## What to produce
Nothing but an exact copy of the records below counts as the answer.

··· Records to use ···

//! Payment error types.

use thiserror::Error;

/// Errors that can occur while talking to a payment gateway.
#[derive(Debug, Error)]
pub enum PaymentError {
    /// The gateway has no credentials configured.
    #[error("Payment gateway is not configured")]
    NotConfigured,

    /// The request never produced a usable HTTP response.
    #[error("Payment gateway transport error: {0}")]
    Transport(#[from] reqwest::Error),

    /// The gateway answered with a non-success status.
    #[error("Payment gateway rejected the request ({status}): {message}")]
    Rejected { status: u16, message: String },

    /// The gateway answered successfully but without a checkout URL.
    #[error("Payment gateway returned checkout session {0} without a URL")]
    MissingRedirect(String),

    /// The payment was declined by the gateway.
    #[error("Payment declined: {0}")]
    Declined(String),
}

/// Convenience type alias for payment results.
pub type Result<T> = std::result::Result<T, PaymentError>;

···

## Your solution
//! Payment error types.

use thiserror::Error;

/// Errors that can occur while talking to a payment gateway.
#[derive(Debug, Error)]
pub enum PaymentError {
    /// The gateway has no credentials configured.
    #[error("Payment gateway is not configured")]
    NotConfigured,

    /// The request never produced a usable HTTP response.
    #[error("Payment gateway transport error: {0}")]
    Transport(#[from] reqwest::Error),

    /// The gateway answered with a non-success status.
    #[error("Payment gateway rejected the request ({status}): {message}")]
    Rejected { status: u16, message: String },

    /// The gateway answered successfully but without a checkout URL.
    #[error("Payment gateway returned checkout session {0} without a URL")]
    MissingRedirect(String),

    /// The payment was declined by the gateway.
    #[error("Payment declined: {0}")]
    Declined(String),
}

/// Convenience type alias for payment results.
pub type Result<T> = std::result::Result<T, PaymentError>;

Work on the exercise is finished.